胃の大弯側に接して限局的な液体貯留。                   

診断

  • 右側脳室内に穿破する右大脳半球からの急性期出血が存在し、右から左への midline shift、downward herniation を生じている。出血は左側脳室、第三脳室、第IV脳室、大槽から髄外のくも膜下腔にも流出している。出血点はピンポイントでは同定できない。    

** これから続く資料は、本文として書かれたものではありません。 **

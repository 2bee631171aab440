//! Node key generation, persistence and loading.

use std::fs::{self, OpenOptions};
use std::io::{self, Write};
use std::path::{Path, PathBuf};

#[cfg(unix)]
use std::os::unix::fs::{OpenOptionsExt, PermissionsExt};

use log::{debug, info};
use tos_bootnode_common::crypto::Ed25519SecretKey;

use crate::discovery::NodeIdentity;
use crate::error::{BootnodeError, BootnodeResult};

const KEY_FILE_PERMS: u32 = 0o600;

#[derive(Debug, Clone, Copy, PartialEq, Eq)]
pub enum InvalidSource {
    Missing,
    Conflicting,
}

/// Where the node key comes from, decided once from the startup options.
#[derive(Debug, Clone, PartialEq, Eq)]
pub enum IdentitySource {
    /// Create a fresh key, write it to the path and exit.
    Generate(PathBuf),
    FromFile(PathBuf),
    FromHex(String),
    Invalid(InvalidSource),
}

impl IdentitySource {
    /// Empty values count as absent.
    pub fn from_options(genkey: Option<&Path>, nodekey: Option<&Path>, nodekeyhex: Option<&str>) -> Self {
        let genkey = genkey.filter(|p| !p.as_os_str().is_empty());
        let nodekey = nodekey.filter(|p| !p.as_os_str().is_empty());
        let nodekeyhex = nodekeyhex.filter(|h| !h.trim().is_empty());

        if let Some(path) = genkey {
            return Self::Generate(path.to_path_buf());
        }
        match (nodekey, nodekeyhex) {
            (Some(path), None) => Self::FromFile(path.to_path_buf()),
            (None, Some(hex)) => Self::FromHex(hex.to_string()),
            (None, None) => Self::Invalid(InvalidSource::Missing),
            (Some(_), Some(_)) => Self::Invalid(InvalidSource::Conflicting),
        }
    }
}

#[derive(Debug)]
pub enum Provisioned {
    /// A key was written to `path`; the process is done.
    Generated { path: PathBuf, identity: NodeIdentity },
    Loaded(NodeIdentity),
}

impl Provisioned {
    pub fn identity(&self) -> &NodeIdentity {
        match self {
            Self::Generated { identity, .. } | Self::Loaded(identity) => identity,
        }
    }
}

pub fn provision(source: &IdentitySource) -> BootnodeResult<Provisioned> {
    match source {
        IdentitySource::Generate(path) => {
            let identity = generate_key(path)?;
            Ok(Provisioned::Generated {
                path: path.clone(),
                identity,
            })
        }
        IdentitySource::FromFile(path) => load_key_file(path).map(Provisioned::Loaded),
        IdentitySource::FromHex(hex) => load_key_hex(hex).map(Provisioned::Loaded),
        IdentitySource::Invalid(InvalidSource::Missing) => Err(BootnodeError::MissingIdentitySource),
        IdentitySource::Invalid(InvalidSource::Conflicting) => Err(BootnodeError::ConflictingIdentitySource),
    }
}

pub fn generate_key(path: &Path) -> BootnodeResult<NodeIdentity> {
    let identity = NodeIdentity::generate();
    save_key(path, &identity.secret_key()).map_err(|source| BootnodeError::KeyPersistenceFailed {
        path: path.to_path_buf(),
        source,
    })?;
    if log::log_enabled!(log::Level::Info) {
        info!("Generated node key {} in {}", identity.fingerprint(), path.display());
    }
    Ok(identity)
}

/// Write the secret as lowercase hex followed by a newline, readable by the
/// owner only.
pub fn save_key(path: &Path, secret: &Ed25519SecretKey) -> io::Result<()> {
    if let Some(parent) = path.parent().filter(|p| !p.as_os_str().is_empty()) {
        fs::create_dir_all(parent)?;
    }

    let mut options = OpenOptions::new();
    options.create(true).write(true).truncate(true);
    #[cfg(unix)]
    {
        options.mode(KEY_FILE_PERMS);
    }
    let mut file = options.open(path)?;

    // The mode above only applies to newly created files
    #[cfg(unix)]
    {
        fs::set_permissions(path, fs::Permissions::from_mode(KEY_FILE_PERMS))?;
    }

    file.write_all(secret.to_hex().as_bytes())?;
    file.write_all(b"\n")?;
    file.sync_all()
}

pub fn load_key_file(path: &Path) -> BootnodeResult<NodeIdentity> {
    let invalid = |reason: String| BootnodeError::InvalidKeyMaterial {
        option: "--nodekey",
        reason,
    };
    let content = fs::read_to_string(path).map_err(|e| invalid(format!("{}: {}", path.display(), e)))?;
    let secret = Ed25519SecretKey::from_hex(content.trim()).map_err(|e| invalid(format!("{}: {}", path.display(), e)))?;
    let identity = NodeIdentity::from_secret(&secret);
    if log::log_enabled!(log::Level::Debug) {
        debug!("Loaded node key {} from {}", identity.fingerprint(), path.display());
    }
    Ok(identity)
}

pub fn load_key_hex(value: &str) -> BootnodeResult<NodeIdentity> {
    let secret = Ed25519SecretKey::from_hex(value.trim()).map_err(|e| BootnodeError::InvalidKeyMaterial {
        option: "--nodekeyhex",
        reason: e.to_string(),
    })?;
    Ok(NodeIdentity::from_secret(&secret))
}

#[cfg(test)]
mod tests {
    use super::*;
    use tempdir::TempDir;

    #[test]
    fn test_source_combinations() {
        let key = Path::new("node.key");
        assert_eq!(
            IdentitySource::from_options(None, None, None),
            IdentitySource::Invalid(InvalidSource::Missing)
        );
        assert_eq!(
            IdentitySource::from_options(None, Some(key), Some("ab")),
            IdentitySource::Invalid(InvalidSource::Conflicting)
        );
        assert_eq!(
            IdentitySource::from_options(None, Some(key), None),
            IdentitySource::FromFile(key.to_path_buf())
        );
        assert_eq!(
            IdentitySource::from_options(None, Some(Path::new("")), Some("ab")),
            IdentitySource::FromHex("ab".to_string())
        );
        // Generation wins over everything else
        assert_eq!(
            IdentitySource::from_options(Some(key), Some(key), Some("ab")),
            IdentitySource::Generate(key.to_path_buf())
        );
    }

    #[test]
    fn test_invalid_sources_are_fatal() {
        assert!(matches!(
            provision(&IdentitySource::Invalid(InvalidSource::Missing)),
            Err(BootnodeError::MissingIdentitySource)
        ));
        assert!(matches!(
            provision(&IdentitySource::Invalid(InvalidSource::Conflicting)),
            Err(BootnodeError::ConflictingIdentitySource)
        ));
    }

    #[test]
    fn test_generate_then_load() {
        let dir = TempDir::new("tos-bootnode-key").unwrap();
        let path = dir.path().join("nested").join("node.key");

        let generated = match provision(&IdentitySource::Generate(path.clone())).unwrap() {
            Provisioned::Generated { path: written, identity } => {
                assert_eq!(written, path);
                identity
            }
            other => panic!("unexpected {:?}", other),
        };

        let content = fs::read_to_string(&path).unwrap();
        assert_eq!(content.len(), 65);
        assert!(content.ends_with('\n'));
        #[cfg(unix)]
        assert_eq!(fs::metadata(&path).unwrap().permissions().mode() & 0o777, 0o600);

        let loaded = provision(&IdentitySource::FromFile(path)).unwrap();
        assert_eq!(loaded.identity().node_id(), generated.node_id());
        assert_eq!(loaded.identity().secret_key().as_bytes(), generated.secret_key().as_bytes());

        let from_hex = load_key_hex(&format!("  {}  ", content.trim())).unwrap();
        assert_eq!(from_hex.fingerprint(), generated.fingerprint());
    }

    #[test]
    fn test_invalid_key_material() {
        match load_key_hex("abcd") {
            Err(BootnodeError::InvalidKeyMaterial { option, .. }) => assert_eq!(option, "--nodekeyhex"),
            other => panic!("unexpected {:?}", other),
        }
        assert!(load_key_hex("zz").is_err());

        let dir = TempDir::new("tos-bootnode-key").unwrap();
        match load_key_file(&dir.path().join("missing.key")) {
            Err(BootnodeError::InvalidKeyMaterial { option, .. }) => assert_eq!(option, "--nodekey"),
            other => panic!("unexpected {:?}", other),
        }

        let garbage = dir.path().join("garbage.key");
        fs::write(&garbage, "not hex at all\n").unwrap();
        assert!(load_key_file(&garbage).is_err());
    }

    #[test]
    fn test_persistence_failure() {
        let dir = TempDir::new("tos-bootnode-key").unwrap();
        let blocker = dir.path().join("file");
        fs::write(&blocker, "x").unwrap();
        // Parent is a regular file
        let result = generate_key(&blocker.join("node.key"));
        assert!(matches!(result, Err(BootnodeError::KeyPersistenceFailed { .. })));
    }
}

  • 脳実質はびまん性の低吸収化を示している。downward herniation による脳幹部の圧迫も強く、呼吸障害等から生命の維持が困難な状態に陥っていると思われる。
  • 出血による正常構造の変化が著明で、出血前に脳内に血管奇形や形成異常、過去の水頭症や破壊性変化が存在したかどうかについては判読できない。
  • 眼窩、副鼻腔には異常は指摘できない。 両側中耳の含気が失われている。内耳の骨迷路に異常指摘できず。

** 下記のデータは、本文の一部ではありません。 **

use std::fmt;
use std::net::IpAddr;
use std::sync::Arc;
use std::time::Duration;

use async_trait::async_trait;
use futures::future::{select_ok, BoxFuture, FutureExt};
use log::info;
use tos_bootnode_common::tokio::sync::OnceCell;

use super::{NatError, NatMechanism, NatResult, Pmp, Protocol, Upnp};

type Candidate = BoxFuture<'static, NatResult<Arc<dyn NatMechanism>>>;

/// A mechanism is usable once it reports an external IP.
fn candidate<M: NatMechanism + 'static>(mechanism: M) -> Candidate {
    async move {
        mechanism.external_ip().await?;
        Ok::<_, NatError>(Arc::new(mechanism) as Arc<dyn NatMechanism>)
    }
    .boxed()
}

/// Uses whichever of UPnP and NAT-PMP answers first.
#[derive(Default)]
pub struct Any {
    found: OnceCell<Arc<dyn NatMechanism>>,
}

impl Any {
    pub fn new() -> Self {
        Self::default()
    }

    async fn mechanism(&self) -> NatResult<&Arc<dyn NatMechanism>> {
        self.found
            .get_or_try_init(|| async {
                let (found, _) = select_ok([candidate(Upnp::new()), candidate(Pmp::new(None))]).await?;
                if log::log_enabled!(log::Level::Info) {
                    info!("Using {} for NAT traversal", found);
                }
                Ok::<_, NatError>(found)
            })
            .await
    }
}

impl fmt::Display for Any {
    fn fmt(&self, f: &mut fmt::Formatter<'_>) -> fmt::Result {
        match self.found.get() {
            Some(found) => write!(f, "any({})", found),
            None => f.write_str("any"),
        }
    }
}

#[async_trait]
impl NatMechanism for Any {
    async fn external_ip(&self) -> NatResult<IpAddr> {
        self.mechanism().await?.external_ip().await
    }

    async fn add_mapping(
        &self,
        protocol: Protocol,
        external_port: u16,
        internal_port: u16,
        name: &str,
        lifetime: Duration,
    ) -> NatResult<u16> {
        self.mechanism()
            .await?
            .add_mapping(protocol, external_port, internal_port, name, lifetime)
            .await
    }

    async fn delete_mapping(&self, protocol: Protocol, external_port: u16, internal_port: u16) -> NatResult<()> {
        self.mechanism()
            .await?
            .delete_mapping(protocol, external_port, internal_port)
            .await
    }
}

  • 頬部の皮下脂肪が過大である。咬筋や脊椎周囲の筋の萎縮が著明である。
  • 小児であることを考慮しても頸部のリンパ節が目立ち腫大があると思われる。(何らかの感染か?、病的意義不明)。
  • 鼻腔、咽頭、気管には外圧迫、内腔狭窄の所見なし。内腔には水濃度のものが充満している。心不全による肺水腫に伴う気道内への浸出物逆流や気管内出血に関連している所見だが、通常の死後変化の範疇内の所見(終末期入院患者の死後 CT では高い頻度で認める所見)。
  • 両側肺は、右の腹側の一部を除いてほぼ完全に含気を失っている。含気を失った肺のCT値は平均で70か80程度の到達しており非常に高い。CT値が100を超えている部分もあり、肺出血を見ているだけでなくヘモジデリン沈着なども進行していたのではないか。わずかに含気の残っている右肺の腹側部分では肺胞隔壁は肥厚し、air space consolidation が生じている。

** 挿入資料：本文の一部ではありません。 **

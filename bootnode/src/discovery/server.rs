//! Discovery engine core shared by the legacy and topic front-ends.
//!
//! The server handles:
//! - PING/PONG for liveness checks and endpoint validation
//! - FINDNODE/NEIGHBORS for peer discovery
//! - REGTOPIC/TOPICQUERY/TOPICNODES when topics are enabled
//! - periodic pings of the configured bootnodes

use std::collections::{HashMap, HashSet};
use std::io;
use std::net::{IpAddr, SocketAddr};
use std::sync::atomic::{AtomicBool, AtomicU64, Ordering};
use std::sync::Arc;
use std::time::{Duration, Instant};

use log::{debug, error, info, trace, warn};
use tos_bootnode_common::{
    crypto::Hash,
    tokio::{
        select, spawn_task,
        sync::{Mutex, RwLock, Semaphore},
        time::{interval_at, sleep, Instant as TokioInstant},
        JoinHandle,
    },
};

use super::error::{DiscoveryError, DiscoveryResult};
use super::identity::{NodeId, NodeIdentity};
use super::messages::{
    message_type, FindNode, Message, Neighbors, NodeInfo, Ping, Pong, RegTopic, SignedPacket, TopicNodes,
    TopicQuery, MAX_NEIGHBORS, MAX_PACKET_SIZE,
};
use super::routing_table::{InsertResult, RoutingTable, ALPHA};
use super::topic::TopicTable;
use super::transport::{PacketTransport, PeerAddress, TransportKind};
use super::url::TosNodeUrl;
use crate::bootstrap::Netlist;

/// Interval between pings of the configured bootnodes.
const BOOTSTRAP_INTERVAL: Duration = Duration::from_secs(60);

/// Interval between random lookups.
const REFRESH_INTERVAL: Duration = Duration::from_secs(300);

const CLEANUP_INTERVAL: Duration = Duration::from_secs(30);

const RESPONSE_TIMEOUT: Duration = Duration::from_secs(5);

const MAX_PENDING_PINGS: usize = 256;

const MAX_PENDING_FINDNODES: usize = 256;

const MAX_PENDING_TOPIC_QUERIES: usize = 256;

/// Maximum concurrent packet handlers.
const MAX_CONCURRENT_HANDLERS: usize = 64;

/// How long a PING/PONG round trip keeps an endpoint validated.
const ENDPOINT_VALIDATION_DURATION: Duration = Duration::from_secs(300);

const MAX_VALIDATED_ENDPOINTS: usize = 1024;

const MAX_PROCESSED_PONGS: usize = 512;

/// Rounds of an iterative lookup.
const LOOKUP_ROUNDS: usize = 3;

const LOOKUP_ROUND_WAIT: Duration = Duration::from_millis(500);

struct PendingPing {
    node_id: NodeId,
    address: PeerAddress,
    sent: Instant,
}

/// A reply may span several packets; it is complete once a full bucket
/// of nodes arrived or the request timed out.
struct PendingRequest {
    address: PeerAddress,
    sent: Instant,
    received: usize,
}

impl PendingRequest {
    fn new(address: PeerAddress) -> Self {
        Self {
            address,
            sent: Instant::now(),
            received: 0,
        }
    }
}

/// Account for one reply packet of a pending request. Returns how many nodes
/// had already arrived, or `None` when nothing is pending.
fn take_reply<K>(pending: &mut HashMap<K, PendingRequest>, key: &K, nodes: usize) -> Option<usize>
where
    K: std::hash::Hash + Eq,
{
    let request = pending.get_mut(key)?;
    if request.sent.elapsed() > RESPONSE_TIMEOUT {
        pending.remove(key);
        return None;
    }
    let before = request.received;
    request.received += nodes;
    if request.received >= MAX_NEIGHBORS {
        pending.remove(key);
    }
    Some(before)
}

struct ValidatedEndpoint {
    node_id: NodeId,
    validated_at: Instant,
}

/// Runtime settings of a discovery server.
#[derive(Debug, Clone)]
pub struct EngineSettings {
    /// UDP address advertised to peers.
    pub announce_addr: SocketAddr,
    /// Path-aware address advertised alongside the UDP one.
    pub alternate_announce: Option<String>,
    pub netrestrict: Option<Arc<Netlist>>,
    pub bootnodes: Vec<TosNodeUrl>,
    pub bucket_size: usize,
    /// Signing domain of the topic engine.
    pub network_id: String,
    pub topics_enabled: bool,
}

pub struct DiscoveryServer {
    identity: Arc<NodeIdentity>,
    transports: Vec<Arc<dyn PacketTransport>>,
    routing_table: Arc<RoutingTable>,
    settings: EngineSettings,
    /// Prefix mixed into every signature.
    domain: Vec<u8>,
    running: AtomicBool,
    seq_counter: AtomicU64,
    handler_semaphore: Arc<Semaphore>,
    pending_pings: RwLock<HashMap<Hash, PendingPing>>,
    /// Only validated endpoints get answers that are larger than the request.
    validated_endpoints: RwLock<HashMap<PeerAddress, ValidatedEndpoint>>,
    /// Keyed by the node we sent FINDNODE to.
    pending_findnodes: RwLock<HashMap<NodeId, PendingRequest>>,
    pending_topic_queries: RwLock<HashMap<(NodeId, String), PendingRequest>>,
    processed_pongs: RwLock<HashMap<Hash, Instant>>,
    topics: Option<RwLock<TopicTable>>,
    topic_results: RwLock<HashMap<String, Vec<NodeInfo>>>,
    tasks: Mutex<Vec<JoinHandle<()>>>,
}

  • 両側胸水が認められる。胸水の CT 値は高々20 程度であり、出血の割合や蛋白濃度は高くないと考えられる(炎症性の滲出性胸水ではなく、非炎症性 の漏出性胸水)。
  • 甲状腺は正常位置に正常大で認められ、内部の CT 値が低いが通常の死後変化の範囲内。胸腺は萎縮している。前胸壁の手術部位に少量の液体貯留あり。縦隔脂肪の増生が見られるが心臓手術後には見られる所見。
  • ASVD 修復術後の膜状の人工物、MRV 後の人工弁あり。これらの人工物には意図された位置からの逸脱や破損は指摘できない。心嚢液あり。高々5mm程度の厚みで心タンポナーデを起こす様な量ではない。
  • 肝の大きさ、位置、形態に明らかな異常は指摘できない。脂肪浸潤指摘できない。肝臓の前後面近傍に腹腔内遊離ガスあり(ECMO あるいはドレーン抜去などの可能性)。
  • 胆道系の拡張は指摘できない。胆嚢壁は低吸収で、壁肥厚している。心疾患の存在を考えると右心不全の所見としての壁肥厚の可能性が指摘できる。胆嚢内は高吸収で濃縮胆汁や胆砂貯留の状態にあると思われる。長期間の経口摂取の停止があったと思われる。
  • 膵腫大あり、膵の内部 density も低めである。死後の膵融解像と区別が困難だが、死亡確認2.5時間後の死後CTにしては分葉が不明瞭な印象があり、生前に膵炎の変化が存在していた可能性が指摘できる。膵には部分的に高吸収で石灰化や出血を疑わせる部分がある。
  • 胃から小腸、結腸にいたる広範囲の腸管壁腫大、腸間膜脂肪組織の混濁がある。原因は確定はできないが、心不全や膠質浸透圧低下の関与が考えられ、さらに腸管壁高吸収化は、充血、びらん、出血を反映していると考える。
  • 胃の大弯側に接して限局的な液体貯留があり横行結腸周囲にまで連続している。同部には高吸収水平面形成があり血液を混じている。上記の辺縁不明瞭化した膵に直接接しており膵炎の波及による浸出物の可能性がある(網嚢内または胃結腸間膜に沿った被包化液 体貯留内の血性浸出物疑)。他には心不全や膠質浸透圧低下の関与が考えられるが、それで はこの部分のみ液体貯留する理由は説明できない。
  • 腹水は少量認められる。右腎萎縮、左腎の代償性肥大があり左右差が顕在化している。右腎萎縮の原因を推測させる所見は指摘できないが、右腎に嚢胞性病変なく、石灰化もなく、上部尿路の拡張も指摘できない。脾は小さめであるが通常の死後変化の範囲内。
  • IVC から右腸骨静脈内に壁在血栓の石灰化が複数見られる。カテーテル留置歴を示すが 病的意義乏しい。
  • その他、頸部以外の皮下組織の浮腫が著明。また 21 トリソミーであることを考えても筋量が異常に減少しており、相当期間臥床の状態となっており、咀嚼なども行われていない状態であったと推測される。撮影されている範囲内では、骨に外傷性変化は見られない
  • 考察

    • 右側脳室内に穿破する右大脳半球からの急性期出血が存在し、右から左への midline shift、downward herniation を生じている。脳幹部の圧迫も強く、呼吸障害等から生命の維持が困難な状態に陥っている。  
    • 肺は含気を失って高吸収化しており、肺出血が相当存在していたことを示唆する。  
    • 膵腫大・内部濃度低下、輪郭不明瞭化、周囲の液体貯留など膵炎を考えさせる所見がある。  
    • 全身浮腫著明、筋萎縮著明。  
    • 心内修復術後、僧帽弁置換後。意図せざる逸脱や破損は指摘できない。  
    • 直接死因は脳出血、脳ヘルニアの圧迫による脳幹部の機能障害である。